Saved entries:
---

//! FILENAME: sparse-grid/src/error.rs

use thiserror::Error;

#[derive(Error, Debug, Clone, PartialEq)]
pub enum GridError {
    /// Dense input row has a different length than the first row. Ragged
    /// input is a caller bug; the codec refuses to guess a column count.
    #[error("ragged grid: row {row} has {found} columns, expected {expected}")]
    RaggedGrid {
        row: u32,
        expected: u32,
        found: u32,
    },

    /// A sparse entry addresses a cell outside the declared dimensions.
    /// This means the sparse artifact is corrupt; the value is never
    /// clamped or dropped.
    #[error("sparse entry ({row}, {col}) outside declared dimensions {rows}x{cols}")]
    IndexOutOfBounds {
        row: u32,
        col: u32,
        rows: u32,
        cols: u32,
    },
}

---

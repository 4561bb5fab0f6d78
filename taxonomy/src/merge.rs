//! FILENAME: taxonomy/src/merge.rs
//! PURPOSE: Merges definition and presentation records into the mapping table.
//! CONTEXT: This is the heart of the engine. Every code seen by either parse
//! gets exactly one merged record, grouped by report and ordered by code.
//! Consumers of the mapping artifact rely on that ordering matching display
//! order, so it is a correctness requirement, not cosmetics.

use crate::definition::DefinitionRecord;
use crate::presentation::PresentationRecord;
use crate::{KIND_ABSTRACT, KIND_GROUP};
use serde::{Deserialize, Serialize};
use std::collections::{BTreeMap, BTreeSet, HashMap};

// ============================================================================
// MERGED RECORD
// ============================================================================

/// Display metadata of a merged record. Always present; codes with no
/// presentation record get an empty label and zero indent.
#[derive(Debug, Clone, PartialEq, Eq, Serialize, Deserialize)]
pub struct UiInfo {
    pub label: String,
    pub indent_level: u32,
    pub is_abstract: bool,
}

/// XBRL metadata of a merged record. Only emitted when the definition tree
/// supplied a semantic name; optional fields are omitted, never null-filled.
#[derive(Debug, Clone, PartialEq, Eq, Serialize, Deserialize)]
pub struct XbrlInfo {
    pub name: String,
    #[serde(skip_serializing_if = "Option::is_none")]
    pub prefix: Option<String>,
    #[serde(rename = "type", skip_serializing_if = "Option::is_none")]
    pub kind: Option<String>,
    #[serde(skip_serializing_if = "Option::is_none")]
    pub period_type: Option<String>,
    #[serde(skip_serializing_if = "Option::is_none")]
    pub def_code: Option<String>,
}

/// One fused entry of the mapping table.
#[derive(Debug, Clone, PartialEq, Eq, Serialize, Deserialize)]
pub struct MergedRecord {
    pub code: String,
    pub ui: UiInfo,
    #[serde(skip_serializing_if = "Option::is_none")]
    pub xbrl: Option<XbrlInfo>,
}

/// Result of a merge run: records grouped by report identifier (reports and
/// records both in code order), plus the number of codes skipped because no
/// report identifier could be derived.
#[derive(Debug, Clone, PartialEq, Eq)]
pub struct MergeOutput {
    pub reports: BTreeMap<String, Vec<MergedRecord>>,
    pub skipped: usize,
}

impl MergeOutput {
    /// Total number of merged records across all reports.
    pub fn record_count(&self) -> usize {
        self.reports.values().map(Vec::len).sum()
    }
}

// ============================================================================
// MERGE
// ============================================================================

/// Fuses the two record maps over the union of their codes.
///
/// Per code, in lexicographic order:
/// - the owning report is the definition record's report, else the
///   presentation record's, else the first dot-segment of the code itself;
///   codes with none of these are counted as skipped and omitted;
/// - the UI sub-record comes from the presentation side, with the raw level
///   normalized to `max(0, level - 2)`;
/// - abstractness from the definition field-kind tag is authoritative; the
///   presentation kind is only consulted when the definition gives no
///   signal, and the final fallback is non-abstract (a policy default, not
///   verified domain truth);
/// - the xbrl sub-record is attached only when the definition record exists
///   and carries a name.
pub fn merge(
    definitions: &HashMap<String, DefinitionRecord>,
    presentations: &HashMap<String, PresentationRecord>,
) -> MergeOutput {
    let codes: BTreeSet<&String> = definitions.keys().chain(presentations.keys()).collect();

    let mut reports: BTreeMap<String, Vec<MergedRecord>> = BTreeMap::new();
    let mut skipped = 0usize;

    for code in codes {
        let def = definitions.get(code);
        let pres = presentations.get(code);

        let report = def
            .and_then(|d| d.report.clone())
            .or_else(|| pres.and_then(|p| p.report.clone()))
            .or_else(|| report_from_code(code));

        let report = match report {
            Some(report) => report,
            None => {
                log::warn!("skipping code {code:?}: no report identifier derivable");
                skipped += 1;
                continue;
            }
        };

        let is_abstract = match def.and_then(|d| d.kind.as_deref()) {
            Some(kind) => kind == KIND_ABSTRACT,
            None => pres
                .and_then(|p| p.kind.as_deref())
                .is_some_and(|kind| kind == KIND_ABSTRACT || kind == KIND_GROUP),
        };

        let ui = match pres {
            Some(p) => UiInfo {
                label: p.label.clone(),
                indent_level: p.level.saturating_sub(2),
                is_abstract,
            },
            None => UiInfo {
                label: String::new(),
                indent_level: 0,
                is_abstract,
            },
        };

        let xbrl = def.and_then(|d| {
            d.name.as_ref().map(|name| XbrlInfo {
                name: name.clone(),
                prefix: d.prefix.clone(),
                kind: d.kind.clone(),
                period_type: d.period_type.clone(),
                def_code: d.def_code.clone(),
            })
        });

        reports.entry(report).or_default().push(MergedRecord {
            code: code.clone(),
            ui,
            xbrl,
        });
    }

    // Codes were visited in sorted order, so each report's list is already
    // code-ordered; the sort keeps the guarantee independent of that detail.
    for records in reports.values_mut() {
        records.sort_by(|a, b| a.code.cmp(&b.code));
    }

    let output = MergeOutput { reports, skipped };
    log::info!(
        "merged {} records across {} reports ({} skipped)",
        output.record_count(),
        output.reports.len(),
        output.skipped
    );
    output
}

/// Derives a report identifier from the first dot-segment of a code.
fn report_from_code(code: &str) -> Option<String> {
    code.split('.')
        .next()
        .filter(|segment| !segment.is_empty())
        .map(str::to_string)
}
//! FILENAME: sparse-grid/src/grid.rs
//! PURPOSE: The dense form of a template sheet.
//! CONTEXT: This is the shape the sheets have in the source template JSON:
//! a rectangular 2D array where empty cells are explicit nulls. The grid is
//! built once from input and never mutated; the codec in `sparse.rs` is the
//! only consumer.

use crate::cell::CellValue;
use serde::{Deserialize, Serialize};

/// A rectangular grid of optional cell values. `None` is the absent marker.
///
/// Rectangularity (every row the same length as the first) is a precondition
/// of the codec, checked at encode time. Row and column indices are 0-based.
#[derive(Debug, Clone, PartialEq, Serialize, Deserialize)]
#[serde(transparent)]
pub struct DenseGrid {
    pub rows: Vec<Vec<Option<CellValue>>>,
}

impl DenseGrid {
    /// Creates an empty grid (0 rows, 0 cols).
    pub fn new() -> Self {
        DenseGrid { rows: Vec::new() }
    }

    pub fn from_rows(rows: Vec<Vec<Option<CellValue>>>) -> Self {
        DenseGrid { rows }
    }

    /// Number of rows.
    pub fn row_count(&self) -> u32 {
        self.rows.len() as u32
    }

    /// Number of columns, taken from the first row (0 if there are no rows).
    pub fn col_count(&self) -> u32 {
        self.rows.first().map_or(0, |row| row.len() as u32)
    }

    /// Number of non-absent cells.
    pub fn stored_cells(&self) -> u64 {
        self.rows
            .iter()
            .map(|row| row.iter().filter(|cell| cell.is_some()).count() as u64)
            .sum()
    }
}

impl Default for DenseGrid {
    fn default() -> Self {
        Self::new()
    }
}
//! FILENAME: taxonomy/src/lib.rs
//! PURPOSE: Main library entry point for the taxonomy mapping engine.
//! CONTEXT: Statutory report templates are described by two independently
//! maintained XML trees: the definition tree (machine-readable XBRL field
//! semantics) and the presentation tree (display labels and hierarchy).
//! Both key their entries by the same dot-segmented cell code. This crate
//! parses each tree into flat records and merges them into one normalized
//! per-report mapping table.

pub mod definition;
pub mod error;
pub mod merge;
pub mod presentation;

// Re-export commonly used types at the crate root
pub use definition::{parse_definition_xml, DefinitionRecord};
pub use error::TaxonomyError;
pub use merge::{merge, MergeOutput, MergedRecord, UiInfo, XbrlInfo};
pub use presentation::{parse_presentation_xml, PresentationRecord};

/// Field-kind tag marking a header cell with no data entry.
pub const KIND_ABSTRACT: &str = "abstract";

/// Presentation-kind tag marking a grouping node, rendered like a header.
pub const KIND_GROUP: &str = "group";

---

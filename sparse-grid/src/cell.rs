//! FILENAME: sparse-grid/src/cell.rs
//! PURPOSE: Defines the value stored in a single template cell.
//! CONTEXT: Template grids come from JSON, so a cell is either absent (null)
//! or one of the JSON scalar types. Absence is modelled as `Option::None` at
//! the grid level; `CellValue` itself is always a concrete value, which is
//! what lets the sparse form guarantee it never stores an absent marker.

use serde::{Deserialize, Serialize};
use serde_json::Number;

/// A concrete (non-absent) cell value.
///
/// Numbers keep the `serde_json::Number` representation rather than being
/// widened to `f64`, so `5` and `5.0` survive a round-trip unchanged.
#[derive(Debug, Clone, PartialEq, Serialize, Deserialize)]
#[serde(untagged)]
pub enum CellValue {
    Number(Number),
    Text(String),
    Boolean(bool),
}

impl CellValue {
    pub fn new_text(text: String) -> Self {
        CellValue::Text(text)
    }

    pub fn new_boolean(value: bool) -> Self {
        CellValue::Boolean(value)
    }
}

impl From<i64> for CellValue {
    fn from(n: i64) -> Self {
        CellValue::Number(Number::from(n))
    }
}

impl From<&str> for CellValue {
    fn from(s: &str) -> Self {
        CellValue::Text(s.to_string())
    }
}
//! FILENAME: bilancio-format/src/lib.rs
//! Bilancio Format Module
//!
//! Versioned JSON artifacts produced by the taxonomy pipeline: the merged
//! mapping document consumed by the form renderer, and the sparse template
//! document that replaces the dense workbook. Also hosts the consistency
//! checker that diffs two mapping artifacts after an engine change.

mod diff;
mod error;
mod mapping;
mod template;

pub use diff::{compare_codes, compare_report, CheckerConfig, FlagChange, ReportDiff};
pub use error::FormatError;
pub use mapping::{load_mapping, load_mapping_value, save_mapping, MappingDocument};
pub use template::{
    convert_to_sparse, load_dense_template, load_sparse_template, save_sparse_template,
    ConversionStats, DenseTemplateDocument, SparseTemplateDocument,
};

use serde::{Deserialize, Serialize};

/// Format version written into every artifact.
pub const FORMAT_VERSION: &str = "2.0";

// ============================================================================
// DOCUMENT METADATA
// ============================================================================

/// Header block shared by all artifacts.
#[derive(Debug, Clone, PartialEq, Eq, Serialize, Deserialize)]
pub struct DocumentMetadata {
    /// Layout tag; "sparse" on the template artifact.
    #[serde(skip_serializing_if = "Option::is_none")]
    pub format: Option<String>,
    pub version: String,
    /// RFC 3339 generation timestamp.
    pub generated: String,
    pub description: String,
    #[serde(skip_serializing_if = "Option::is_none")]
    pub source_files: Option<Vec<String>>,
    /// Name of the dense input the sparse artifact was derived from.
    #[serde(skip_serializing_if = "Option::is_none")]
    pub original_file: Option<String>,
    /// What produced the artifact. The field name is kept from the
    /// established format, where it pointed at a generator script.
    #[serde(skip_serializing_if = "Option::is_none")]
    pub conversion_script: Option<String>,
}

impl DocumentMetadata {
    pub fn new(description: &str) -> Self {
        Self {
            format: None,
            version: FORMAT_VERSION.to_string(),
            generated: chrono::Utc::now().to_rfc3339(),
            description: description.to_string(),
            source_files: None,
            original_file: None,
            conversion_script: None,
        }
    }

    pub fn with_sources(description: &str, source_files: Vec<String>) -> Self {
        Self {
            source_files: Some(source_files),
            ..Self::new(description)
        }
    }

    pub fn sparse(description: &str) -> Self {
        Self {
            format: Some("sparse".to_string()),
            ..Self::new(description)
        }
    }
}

---

**Task to complete**.
Take the line above containing "fn from(n: i64)", the line containing "pub const FORMAT_VERSION: &str", and all lines in between, and copy them exactly without anything else.

**Reply**.
    fn from(n: i64) -> Self {
        CellValue::Number(Number::from(n))
    }
}

impl From<&str> for CellValue {
    fn from(s: &str) -> Self {
        CellValue::Text(s.to_string())
    }
}
//! FILENAME: bilancio-format/src/lib.rs
//! Bilancio Format Module
//!
//! Versioned JSON artifacts produced by the taxonomy pipeline: the merged
//! mapping document consumed by the form renderer, and the sparse template
//! document that replaces the dense workbook. Also hosts the consistency
//! checker that diffs two mapping artifacts after an engine change.

mod diff;
mod error;
mod mapping;
mod template;

pub use diff::{compare_codes, compare_report, CheckerConfig, FlagChange, ReportDiff};
pub use error::FormatError;
pub use mapping::{load_mapping, load_mapping_value, save_mapping, MappingDocument};
pub use template::{
    convert_to_sparse, load_dense_template, load_sparse_template, save_sparse_template,
    ConversionStats, DenseTemplateDocument, SparseTemplateDocument,
};

use serde::{Deserialize, Serialize};

/// Format version written into every artifact.
pub const FORMAT_VERSION: &str = "2.0";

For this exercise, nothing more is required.